Friday, 24 June 2011

The V.R. Official Penny Black

In addition to the general issue of the Penny Black postage stamps, a similar stamp was produced which had the letters V and R in the top corners replacing the stars. The intention of this issue was that it would be for use on official mail. Following the general public's acceptance of the postage stamps and the ridicule of the Mulready letter sheets which had been produced at the same time, vast supplies of the letter sheets were given to government departments, such as the tax office, for official use. The idea of introducing an official stamp, as such, was abandoned. Only a few postally used examples exist, which probably originated from the Post Office circulars sent out as advance notice that the new stamps would be brought into use. Four are known on cover; all four were cut from their envelopes, but then replaced. However, most of the cancelled examples are from trials which were made for cancellation types, inks, and experiments with their removal. These trials led to the change from black to red stamps and vice versa for the cancellations.

The VR official is stated to have been made from the original master die. However, this cannot be the case as this die still exists with the original stars intact; this is housed in the National Postal Museum in London. It is believed that the master for this stamp was produced from the transfer roller used for the production of plate 1 with the stars removed from the top corners as some impressions show traces of these original stars.
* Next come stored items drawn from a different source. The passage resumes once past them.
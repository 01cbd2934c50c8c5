//! Frame state for the full-screen distortion pass.
//!
//! The pass warps the scene texture around the smoothed pointer
//! position, displacing UVs in proportion to pointer velocity. This
//! module owns the per-frame uniform values; the GPU side only
//! uploads what [`PostState::advance`] hands it.

use glam::Vec2;

use crate::config::EffectConfig;
use crate::math::Viewport;
use crate::pointer::{PointerFilter, PointerFrame};

/// Mouse uniform value used until the first pointer event arrives.
///
/// Far outside the [0, 1] UV square, so the distortion circle cannot
/// touch any on-screen fragment before the pointer has actually moved.
pub const OFFSCREEN_MOUSE: Vec2 = Vec2::new(-10.0, -10.0);

/// Uniform values consumed by the distortion fragment shader each frame.
#[derive(Debug, Clone, Copy, PartialEq)]
pub struct FrameUniforms {
    /// Accumulated animation time, advanced by a fixed step per frame.
    pub time: f32,
    /// Clamped pointer velocity driving displacement strength.
    pub velocity: f32,
    /// Smoothed pointer position in normalized coordinates.
    pub mouse: Vec2,
    /// Aspect correction factor, `(1, height / width)`.
    pub resolution: Vec2,
}

/// Aspect correction for the distortion falloff.
///
/// The shader multiplies UV deltas by this before measuring distance,
/// so the falloff circle stays round on non-square viewports.
pub fn resolution_aspect(viewport: Viewport) -> Vec2 {
    if viewport.width <= 0.0 {
        return Vec2::ONE;
    }
    Vec2::new(1.0, viewport.height / viewport.width)
}

/// Accumulates time and assembles [`FrameUniforms`] once per frame.
#[derive(Debug, Clone)]
pub struct PostState {
    time: f32,
    time_step: f32,
    resolution: Vec2,
}

impl PostState {
    pub fn new(config: &EffectConfig, viewport: Viewport) -> Self {
        Self {
            time: 0.0,
            time_step: config.time_step,
            resolution: resolution_aspect(viewport),
        }
    }

    /// Recompute the aspect correction after a viewport change.
    pub fn set_viewport(&mut self, viewport: Viewport) {
        self.resolution = resolution_aspect(viewport);
    }

    /// Step the animation clock and pointer filter, yielding this
    /// frame's uniform values.
    pub fn advance(&mut self, pointer: &mut PointerFilter) -> FrameUniforms {
        self.time += self.time_step;
        let PointerFrame { follow, velocity } = pointer.advance();
        FrameUniforms {
            time: self.time,
            velocity,
            mouse: follow,
            resolution: self.resolution,
        }
    }

    pub fn time(&self) -> f32 {
        self.time
    }
}

#[cfg(test)]
mod tests {
    use super::*;

    fn state() -> (PostState, PointerFilter) {
        let config = EffectConfig::default();
        let viewport = Viewport::new(1000.0, 800.0);
        (
            PostState::new(&config, viewport),
            PointerFilter::new(&config),
        )
    }

    #[test]
    fn time_advances_by_a_fixed_step() {
        let (mut post, mut pointer) = state();
        for frame in 1..=10 {
            let uniforms = post.advance(&mut pointer);
            let expected = 0.05 * frame as f32;
            assert!((uniforms.time - expected).abs() < 1e-5);
        }
    }

    #[test]
    fn resolution_is_height_over_width() {
        let aspect = resolution_aspect(Viewport::new(1000.0, 800.0));
        assert_eq!(aspect, Vec2::new(1.0, 0.8));

        let portrait = resolution_aspect(Viewport::new(800.0, 1000.0));
        assert_eq!(portrait, Vec2::new(1.0, 1.25));

        assert_eq!(resolution_aspect(Viewport::new(0.0, 800.0)), Vec2::ONE);
    }

    #[test]
    fn uniforms_carry_the_filtered_pointer() {
        let (mut post, mut pointer) = state();
        pointer.on_move(Vec2::new(0.5, 0.5));
        let uniforms = post.advance(&mut pointer);

        assert!(uniforms.velocity <= 0.05);
        assert!(uniforms.velocity > 0.0);
        // One easing step from the origin toward (0.5, 0.5).
        assert!((uniforms.mouse - Vec2::new(0.05, 0.05)).length() < 1e-6);
        assert_eq!(uniforms.resolution, Vec2::new(1.0, 0.8));
    }

    #[test]
    fn viewport_change_updates_the_aspect() {
        let (mut post, mut pointer) = state();
        post.set_viewport(Viewport::new(500.0, 1000.0));
        let uniforms = post.advance(&mut pointer);
        assert_eq!(uniforms.resolution, Vec2::new(1.0, 2.0));
    }
}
Intended purely for use by official government departments, the V.R Official Penny Black featured the letters ‘V’ and ‘R’ (the Latin initials for ‘Victoria Regina’ - Queen Victoria) in the top corners but was never issued, in fact nearly all were destroyed. 3471 sheets were printed but only 21 were saved of which 13 were sent to Somerset House to be used on circulars to postmasters. One further sheet was sent to postmasters as a guide of what the new 1d Black issue would look like. The vast majority of the supplies which had been printed were destroyed on 25 January 1843. 21 sheets survived, a few of the stamp passed (invalidly) through the posts, and Rowland Hill used some to experiment with cancellation techniques. Unused examples today go for above US$5,000.

Penny Blacks coupled with the rarity of the V.R Official variety make these particular Penny Blacks immensely desirable.  The figures reflect this. The catalogue value for a single unused example has shown growth of 300% over the past decade whilst used examples from the cancellation trials have gained a very healthy 133.33% in value. At the time of writing we have 3 investment grade examples: a very fine unused strip of three, signed on the reverse by Postmaster General and postal reformer Sir Rowland Hill, a pristine unmounted mint example and a very fine unused imprimatur; Imprimatur stamps are from the first sheet printed from an approved and finished printing plate, therefore making this example one of only 33 possible.